– Вы же обещали власть советам, а землю крестьянам, зачем же теперь отнимаете?

И вот нам, местному активу, надо было находчиво отвечать на все вопросы и всяко доказывать выгоды и преимущества коллективных хозяйств.

И всё-таки чувствовали мы, «как ныне безумный Кавказ негодует, и мрачные думы его тяготят».

Доказательством тому был бунт сельских горянок.

В один из дней к городу стали стекаться со всех окружных аулов женщины. Словно по сговору, все они были укутаны в белые полотнища, под которыми прятали руки с узелками.

Они, словно бесчисленные стаи белых чаек, запрудили все улицы, ведущие к центру города и главную улицу с домом, где помещался исполком городского совета.

Вся местная власть во главе с седобородыми народным депутатами вышли навстречу.

Было понятно, что это не стихийная вспышка народного гнева, а хорошо продуманные, спланированные и чётко организованные действия. Горянки могли быть вооружены, а их подстрекатели вместе с мужьями, сыновьями, братьями могли где-то наблюдать и выжидать на расстоянии.

Представителям местной власти и всему партийно-советскому активу было сделано жёсткое предупреждение – пользоваться только мерами убеждений и обещаний во избежание столкновений.

Председатель исполкома, обратившись к представительницам бунтарок, сказал, что он предлагает зайти в помещение городского театра и там обсудить их требования и желания.
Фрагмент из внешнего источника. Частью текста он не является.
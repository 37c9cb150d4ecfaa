//! Analytics engine over the event store.
//!
//! Every operation reads the store, derives its result with the pure
//! functions of the sibling modules, and degrades to an empty default when
//! a query fails. Failures are logged with the failing operation so an
//! all-zero report stays diagnosable.
//!
//! ## Usage
//!
//! ```rust,no_run
//! use actlog_core::analytics::AnalyticsEngine;
//! use actlog_core::{Config, Database};
//!
//! let config = Config::load().expect("failed to load config");
//! let db = Database::open(&Config::database_path()).expect("failed to open database");
//! db.migrate().expect("failed to run migrations");
//!
//! let report = AnalyticsEngine::new(&db, config.analytics).generate_summary_report();
//! println!("score: {}", report.productivity_score);
//! ```

use super::insights::{generate_insights, Insight};
use super::patterns::{extension_breakdown, CommandPattern, FilePattern, FilePatterns};
use super::score::productivity_score;
use super::sessions::{segment_sessions, WorkSession};
use super::weekly::{week_bounds, WeeklyComparison};
use crate::config::AnalyticsConfig;
use crate::db::Database;
use crate::error::Result;
use crate::types::{local_now, EventType};
use chrono::{Duration, NaiveDateTime};
use serde::Serialize;

/// Event count for one hour of the day
#[derive(Debug, Clone, PartialEq, Eq, Serialize)]
pub struct HourActivity {
    /// Two-digit hour, `"00"`..`"23"`
    pub hour: String,
    pub count: i64,
}

/// Everything the engine computes, in one snapshot.
#[derive(Debug, Clone, Serialize)]
pub struct SummaryReport {
    pub generated_at: NaiveDateTime,
    pub productivity_score: u8,
    pub top_hours: Vec<HourActivity>,
    pub command_patterns: Vec<CommandPattern>,
    pub file_patterns: FilePatterns,
    pub weekly: WeeklyComparison,
    pub sessions: Vec<WorkSession>,
    pub insights: Vec<Insight>,
}

/// Read-only analytics over a [`Database`].
pub struct AnalyticsEngine<'a> {
    db: &'a Database,
    config: AnalyticsConfig,
    now: Option<NaiveDateTime>,
}

impl<'a> AnalyticsEngine<'a> {
    pub fn new(db: &'a Database, config: AnalyticsConfig) -> Self {
        Self {
            db,
            config,
            now: None,
        }
    }

    /// Pin "now" instead of reading the local clock.
    pub fn at(mut self, now: NaiveDateTime) -> Self {
        self.now = Some(now);
        self
    }

    pub fn config(&self) -> &AnalyticsConfig {
        &self.config
    }

    fn now(&self) -> NaiveDateTime {
        self.now.unwrap_or_else(local_now)
    }

    /// Start of a trailing window; windows reaching past the calendar
    /// range start at its beginning.
    fn window_start(&self, days: u32) -> NaiveDateTime {
        self.now()
            .checked_sub_signed(Duration::days(i64::from(days)))
            .unwrap_or(NaiveDateTime::MIN)
    }

    /// Log a failed query and fall back to the default.
    fn or_default<T: Default>(operation: &str, result: Result<T>) -> T {
        result.unwrap_or_else(|e| {
            tracing::warn!(operation, error = %e, "Analytics query failed, using default");
            T::default()
        })
    }

    /// 0-100 score over the trailing `days`
    pub fn productivity_score(&self, days: u32) -> u8 {
        if days == 0 {
            return 0;
        }
        let since = self.window_start(days);
        let totals = self
            .db
            .count_since(since)
            .and_then(|total| Ok((total, self.db.count_active_hours(since)?)));

        match totals {
            Ok((total, active_hours)) => productivity_score(total, active_hours, days),
            Err(e) => {
                tracing::warn!(operation = "productivity_score", error = %e, "Analytics query failed, using default");
                0
            }
        }
    }

    /// Busiest hours of day over the trailing `days`
    pub fn most_productive_hours(&self, days: u32, n: usize) -> Vec<HourActivity> {
        let rows = Self::or_default(
            "most_productive_hours",
            self.db.hourly_activity(self.window_start(days), n),
        );
        rows.into_iter()
            .map(|(hour, count)| HourActivity { hour, count })
            .collect()
    }

    /// Most frequent shell commands
    pub fn command_patterns(&self, n: usize) -> Vec<CommandPattern> {
        let rows = Self::or_default(
            "command_patterns",
            self.db.top_details(&EventType::BashCommand, n),
        );
        rows.into_iter()
            .map(|(command, count)| CommandPattern { command, count })
            .collect()
    }

    /// Most frequently opened files and their extension mix
    pub fn file_patterns(&self, n: usize) -> FilePatterns {
        let rows = Self::or_default(
            "file_patterns",
            self.db.top_details(&EventType::FileAccess, n),
        );
        let top_files: Vec<FilePattern> = rows
            .into_iter()
            .map(|(path, count)| FilePattern { path, count })
            .collect();
        let file_types = extension_breakdown(&top_files);

        FilePatterns {
            top_files,
            file_types,
        }
    }

    /// Events this calendar week against the previous one
    pub fn weekly_comparison(&self) -> WeeklyComparison {
        let now = self.now();
        let (this_week_start, last_week_start) = week_bounds(now);
        let last_week_end = this_week_start - Duration::seconds(1);

        let counts = self
            .db
            .count_between(this_week_start, now)
            .and_then(|this| Ok((this, self.db.count_between(last_week_start, last_week_end)?)));

        match counts {
            Ok((this_week, last_week)) => WeeklyComparison::new(this_week, last_week),
            Err(e) => {
                tracing::warn!(operation = "weekly_comparison", error = %e, "Analytics query failed, using default");
                WeeklyComparison::default()
            }
        }
    }

    /// Sessions over the whole store, split on gaps larger than `gap`
    pub fn work_sessions(&self, gap: Duration) -> Vec<WorkSession> {
        let timestamps = Self::or_default("work_sessions", self.db.event_timestamps());
        segment_sessions(&timestamps, gap)
    }

    fn session_gap(&self) -> Duration {
        Duration::minutes(i64::from(self.config.session_gap_minutes))
    }

    /// Recommendations from the configured windows
    pub fn insights(&self) -> Vec<Insight> {
        let score = self.productivity_score(self.config.score_window_days);
        let sessions = self.work_sessions(self.session_gap());
        let hours = self.most_productive_hours(self.config.score_window_days, self.config.top_hours);
        self.build_insights(score, &sessions, &hours)
    }

    fn build_insights(
        &self,
        score: u8,
        sessions: &[WorkSession],
        hours: &[HourActivity],
    ) -> Vec<Insight> {
        let hour_labels: Vec<String> = hours.iter().map(|h| h.hour.clone()).collect();
        generate_insights(
            score,
            sessions,
            &hour_labels,
            self.config.long_session_minutes,
        )
    }

    /// Run every analysis once and collect the results.
    pub fn generate_summary_report(&self) -> SummaryReport {
        let generated_at = self.now();
        let engine = Self {
            db: self.db,
            config: self.config.clone(),
            now: Some(generated_at),
        };

        let days = engine.config.score_window_days;
        let productivity_score = engine.productivity_score(days);
        let top_hours = engine.most_productive_hours(days, engine.config.top_hours);
        let sessions = engine.work_sessions(engine.session_gap());
        let insights = engine.build_insights(productivity_score, &sessions, &top_hours);

        let report = SummaryReport {
            generated_at,
            productivity_score,
            top_hours,
            command_patterns: engine.command_patterns(engine.config.top_commands),
            file_patterns: engine.file_patterns(engine.config.top_files),
            weekly: engine.weekly_comparison(),
            sessions,
            insights,
        };

        tracing::debug!(
            score = report.productivity_score,
            sessions = report.sessions.len(),
            insights = report.insights.len(),
            "Summary report generated"
        );
        report
    }
}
Но зачинщицы категорически отказались, заявив, что они желают вести переговоры на открытой местности, в присутствии всех.

Ничего не оставалось делать.

Предупредив на всякий случай командование военного гарнизона, находившегося в городе, сотрудников НКВД и милиции, представители местной власти согласились на переговоры за городом. Местом сбора была назначена большая площадь, посреди которой, словно гранитный пьедестал, торчал огромный плоский осколок скалы. На эту скалу поднялись представители власти. Площадь запрудила толпа сельских женщин в белых одеждах и горожане в разных одеяниях. Переговоры длились более часа и закончились миром. Среди военных и работников органов, переодетых в гражданскую одежду, были Саша и я. На сей раз мне на всякий случай выдали под расписку наган, при ощущении которого сбоку под пиджаком сердце мое преисполнялось особой гордостью.

Саша, конечно, все это помнит, он должен поверить мне.


Вызвав на очередной допрос, Саша Смирнов молча протянул мне сверток и тихо произнес: «Ешь, да побыстрее». В свертке были бутерброды с маслом и колбасой. Я ел, жадно глотая, и давился от того, что комок от сдерживаемых слез сдавливал глотку, а Саша, низко склонившись над записями, сделанными следователем Рюриком, читал.

– Ну какой же ты, Гирей, не осторожный, – сказал он наконец, озабоченно глянув на меня.

– В чем же я виноват?

– В чем? На кой черт тебе было разговаривать на политические темы с тем же Окаевым. Мужик глупый как пень, что у тебя общего с ним?

Другое дело Соснович. Этот хоть мало грамотный рабочий, слесарь, но, видать, человек мужественный – невзирая ни на какие угрозы, категорически отказался от показаний на тебя.


И тут я вспомнил чисто случайно возникшую беседу в узком кругу товарищей, после прочтения газетной статьи об антипартийной группе – Троцкого, Бухарина, Каменева, Зиновьева и др. Это касалось высказывания Бухарина об «устойчивости мелкотоварного производства». В убедительности его доводов, касающихся крестьянства, я не усомнился, соприкоснувшись самым активным образом с коллективизацией. Я высказал мнение о возможной причастности Бухарина к иного вида антипартийным деяниям.

Соснович Антон – белорус, сирота, заброшенный изменчивой судьбой в наши края. Честный, порядочный человек, простой рабочий-слесарь, живущий со мной в одном доме, мой товарищ, оказался настоящим другом – давал показания следователю Рюрику в мою пользу, не боясь угроз, зная, что меня постигла беда, веря в мою гражданскую совесть. Святая ложь – а ведь он слышал мои разглагольствования о «теории устойчивости мелкотоварного производства».